## Activity
Working from the entries below, tally each line that holds "LinearModel". Give the tally and nothing else.
[Exercise data — start]
use clap::{Parser, Subcommand};
use lpsketch_lang::{Lexer, Polynomial, TokenKind, parse_expression, parse_relation};
use lpsketch_model::{
    AssignmentConfig, AssignmentModel, CostMatrix, LinearModel, ModelError, PlotConfig, Session,
};
use lpsketch_solver::{ConstraintOp, Sense, VarCategory};
use serde_json::json;
use std::io::{BufRead, BufReader};
use std::path::{Path, PathBuf};
use tracing::debug;
use tracing_subscriber::EnvFilter;

#[derive(Parser)]
#[command(name = "lpsketch")]
#[command(about = "Build and solve small linear programs from algebraic text", long_about = None)]
struct Cli {
    /// Log debug detail to stderr
    #[arg(short, long, global = true)]
    verbose: bool,
    #[command(subcommand)]
    command: Commands,
}

#[derive(Subcommand)]
enum Commands {
    /// Parse an expression or relation and show its linear form
    Parse {
        /// Text such as "4x + y <= 0"
        text: String,
        /// Output format (json, pretty)
        #[arg(short, long, default_value = "pretty")]
        format: String,
    },
    /// Solve a linear program
    Solve {
        /// Objective function, e.g. "2x + 3y"
        #[arg(short, long)]
        objective: String,
        /// Maximize instead of minimize
        #[arg(long)]
        max: bool,
        /// Constraint relation, e.g. "x + y >= 4" (repeatable)
        #[arg(short, long = "constraint")]
        constraints: Vec<String>,
        /// Write the feasible region as SVG (two variables at most)
        #[arg(long)]
        plot: Option<PathBuf>,
        /// Output format (json, pretty)
        #[arg(short, long, default_value = "pretty")]
        format: String,
    },
    /// Solve a resource assignment problem from a JSON cost file
    Assign {
        /// JSON file: {"resources": [...], "tasks": [...], "costs": [[...]]}
        costs: PathBuf,
        /// Resources every task needs
        #[arg(long, default_value_t = 1)]
        resources_per_task: u32,
        /// Tasks each resource may take on
        #[arg(long, default_value_t = 1)]
        tasks_per_resource: u32,
        /// Allow tasks to stay unassigned
        #[arg(long)]
        allow_unassigned: bool,
        /// Use continuous instead of binary assignment variables
        #[arg(long)]
        continuous: bool,
        /// Output format (json, pretty)
        #[arg(short, long, default_value = "pretty")]
        format: String,
    },
    /// Run session commands from a script file, or stdin
    Session {
        /// Script with one command per line
        script: Option<PathBuf>,
    },
}

/// Cost file layout; labels are optional
#[derive(serde::Deserialize)]
struct CostFile {
    #[serde(default)]
    resources: Vec<String>,
    #[serde(default)]
    tasks: Vec<String>,
    costs: Vec<Vec<f64>>,
}

fn init_logging(verbose: bool) {
    let default = if verbose { "debug" } else { "warn" };
    let filter = EnvFilter::try_from_default_env().unwrap_or_else(|_| EnvFilter::new(default));
    let _ = tracing_subscriber::fmt()
        .with_env_filter(filter)
        .with_writer(std::io::stderr)
        .try_init();
}

fn fail(message: impl std::fmt::Display) -> ! {
    eprintln!("Error: {}", message);
    std::process::exit(1);
}

fn sense(max: bool) -> Sense {
    if max { Sense::Maximize } else { Sense::Minimize }
}

/// Split `lhs <op> rhs` where the right side folds to a number
fn split_constraint(text: &str) -> Result<(&str, ConstraintOp, f64), String> {
    let comparator = Lexer::tokenize(text)
        .into_iter()
        .find(|t| t.kind.is_comparator())
        .ok_or_else(|| format!("no comparator in '{}'", text))?;

    let op = match comparator.kind {
        TokenKind::Le => ConstraintOp::Le,
        TokenKind::Ge => ConstraintOp::Ge,
        TokenKind::Assign | TokenKind::EqEq => ConstraintOp::Eq,
        _ => return Err(format!("strict comparator '{}' is not allowed", comparator.text)),
    };

    let lhs = &text[..comparator.span.start];
    let rhs_text = &text[comparator.span.end..];
    let rhs = parse_expression(rhs_text)
        .map_err(|e| e.to_string())
        .and_then(|expr| Polynomial::from_expr(&expr).map_err(|e| e.to_string()))?
        .as_constant()
        .ok_or_else(|| format!("right-hand side '{}' must be a number", rhs_text.trim()))?;
    Ok((lhs, op, rhs))
}

fn write_plot(path: &Path, svg: &str) {
    if let Err(e) = std::fs::write(path, svg) {
        fail(format!("writing {}: {}", path.display(), e));
    }
    println!("Wrote {}", path.display());
}

fn main() {
    let cli = Cli::parse();
    init_logging(cli.verbose);

    match cli.command {
        Commands::Parse { text, format } => run_parse(&text, &format),
        Commands::Solve {
            objective,
            max,
            constraints,
            plot,
            format,
        } => run_solve(&objective, max, &constraints, plot.as_deref(), &format),
        Commands::Assign {
            costs,
            resources_per_task,
            tasks_per_resource,
            allow_unassigned,
            continuous,
            format,
        } => {
            let config = AssignmentConfig {
                max_resources_per_task: resources_per_task,
                max_tasks_per_resource: tasks_per_resource,
                allow_unassigned_tasks: allow_unassigned,
                category: if continuous { VarCategory::Continuous } else { VarCategory::Binary },
            };
            run_assign(&costs, config, &format);
        }
        Commands::Session { script } => run_session(script.as_deref()),
    }
}

fn run_parse(text: &str, format: &str) {
    let is_relation = Lexer::tokenize(text).iter().any(|t| t.kind.is_comparator());

    let (tree, display, polynomial) = if is_relation {
        let relation = parse_relation(text).unwrap_or_else(|e| fail(format!("Parse error: {}", e)));
        let polynomial = Polynomial::from_relation(&relation).unwrap_or_else(|e| fail(e));
        (serde_json::to_value(&relation), relation.to_string(), polynomial)
    } else {
        let expr = parse_expression(text).unwrap_or_else(|e| fail(format!("Parse error: {}", e)));
        let polynomial = Polynomial::from_expr(&expr).unwrap_or_else(|e| fail(e));
        (serde_json::to_value(&expr), expr.to_string(), polynomial)
    };
    let linear = polynomial.check_linear().is_ok();

    if format == "json" {
        let output = json!({
            "ast": tree.unwrap_or_else(|e| fail(e)),
            "expanded": polynomial.to_string(),
            "variables": polynomial.variables(),
            "linear": linear,
        });
        println!("{}", serde_json::to_string_pretty(&output).unwrap_or_else(|e| fail(e)));
    } else {
        println!("Parsed:    {}", display);
        println!("Expanded:  {}", polynomial);
        let variables: Vec<_> = polynomial.variables().into_iter().collect();
        println!("Variables: {}", variables.join(", "));
        for name in &variables {
            println!("  {:10} {}", name, polynomial.linear_coefficient(name));
        }
        println!("Linear:    {}", if linear { "yes" } else { "no" });
    }
}

fn run_solve(objective: &str, max: bool, constraints: &[String], plot: Option<&Path>, format: &str) {
    let mut model = LinearModel::new(objective, sense(max)).unwrap_or_else(|e| fail(e));
    for relation in constraints {
        model
            .add_relation(relation)
            .unwrap_or_else(|e| fail(format!("constraint '{}': {}", relation, e)));
    }
    debug!(constraints = model.num_constraints(), "model ready");

    let outcome = model.solve();
    let status = model.status().map(|s| s.to_string()).unwrap_or_default();

    if format == "json" {
        let output = json!({
            "status": status,
            "code": model.status().map(|s| s.code()),
            "objective_value": outcome.as_ref().ok(),
            "solution": model.solution(),
            "violations": model.violations().iter().map(|v| &v.description).collect::<Vec<_>>(),
        });
        println!("{}", serde_json::to_string_pretty(&output).unwrap_or_else(|e| fail(e)));
    } else {
        println!("Objective: {} {}", model.sense(), model.objective_text());
        for constraint in model.constraints() {
            println!("  {:16} {}", constraint.name(), constraint.label);
        }
        println!();
        println!("Status: {}", status.to_uppercase());

        if let Some(solution) = model.solution().filter(|_| outcome.is_ok()) {
            println!("Objective value: {:.4}", solution.objective_value);
            println!();
            println!("Variables:");
            for name in model.variables() {
                println!("  {:16} {:12.4}", name, solution.values[name]);
            }
            if !solution.binding_constraints.is_empty() {
                println!();
                println!("Binding constraints:");
                for name in &solution.binding_constraints {
                    println!("  - {}", name);
                }
            }
        } else {
            for violation in model.violations() {
                println!("  {}", violation.description);
            }
        }
    }

    if let Some(path) = plot {
        let config = match model.solution_point() {
            Some(point) => PlotConfig::default().fit_to(point),
            None => PlotConfig::default(),
        };
        match lpsketch_model::FeasibleRegion::from_model(&model, config)
            .and_then(|region| lpsketch_model::render_svg(&region))
        {
            Ok(svg) => write_plot(path, &svg),
            // The textual result above still stands
            Err(e @ (ModelError::TooManyVariables(_) | ModelError::TooFewVariables)) => {
                eprintln!("Plot skipped: {}", e)
            }
            Err(e) => fail(e),
        }
    }

    if outcome.is_err() {
        std::process::exit(1);
    }
}

fn run_assign(path: &Path, config: AssignmentConfig, format: &str) {
    let source = std::fs::read_to_string(path)
        .unwrap_or_else(|e| fail(format!("reading {}: {}", path.display(), e)));
    let file: CostFile = serde_json::from_str(&source).unwrap_or_else(|e| fail(format!("cost file: {}", e)));
    let costs = CostMatrix::new(file.costs).unwrap_or_else(|e| fail(e));

    let resource_label = |i: usize| file.resources.get(i).cloned().unwrap_or_else(|| format!("resource {}", i));
    let task_label = |j: usize| file.tasks.get(j).cloned().unwrap_or_else(|| format!("task {}", j));

    let mut model = AssignmentModel::new(costs, config);
    let total = model.solve().unwrap_or_else(|e| fail(e));
    let assignment = model.get_solution().cloned().unwrap_or_default();

    if format == "json" {
        let cells: Vec<_> = assignment
            .iter()
            .map(|(&(r, t), &amount)| {
                json!({
                    "resource": resource_label(r),
                    "task": task_label(t),
                    "amount": amount,
                    "cost": model.costs().get(r, t),
                })
            })
            .collect();
        let output = json!({ "total_cost": total, "assignments": cells });
        println!("{}", serde_json::to_string_pretty(&output).unwrap_or_else(|e| fail(e)));
    } else {
        let (resources, tasks) = model.costs().shape();
        println!("{} resources x {} tasks", resources, tasks);
        println!("Total cost: {:.2}", total);
        println!();
        for (&(r, t), &amount) in &assignment {
            let cost = model.costs().get(r, t).unwrap_or_default();
            println!("  {:16} -> {:16} {:6.2} (cost {:.2})", resource_label(r), task_label(t), amount, cost);
        }
    }
}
[Exercise data — finish]
## Result for this exercise
2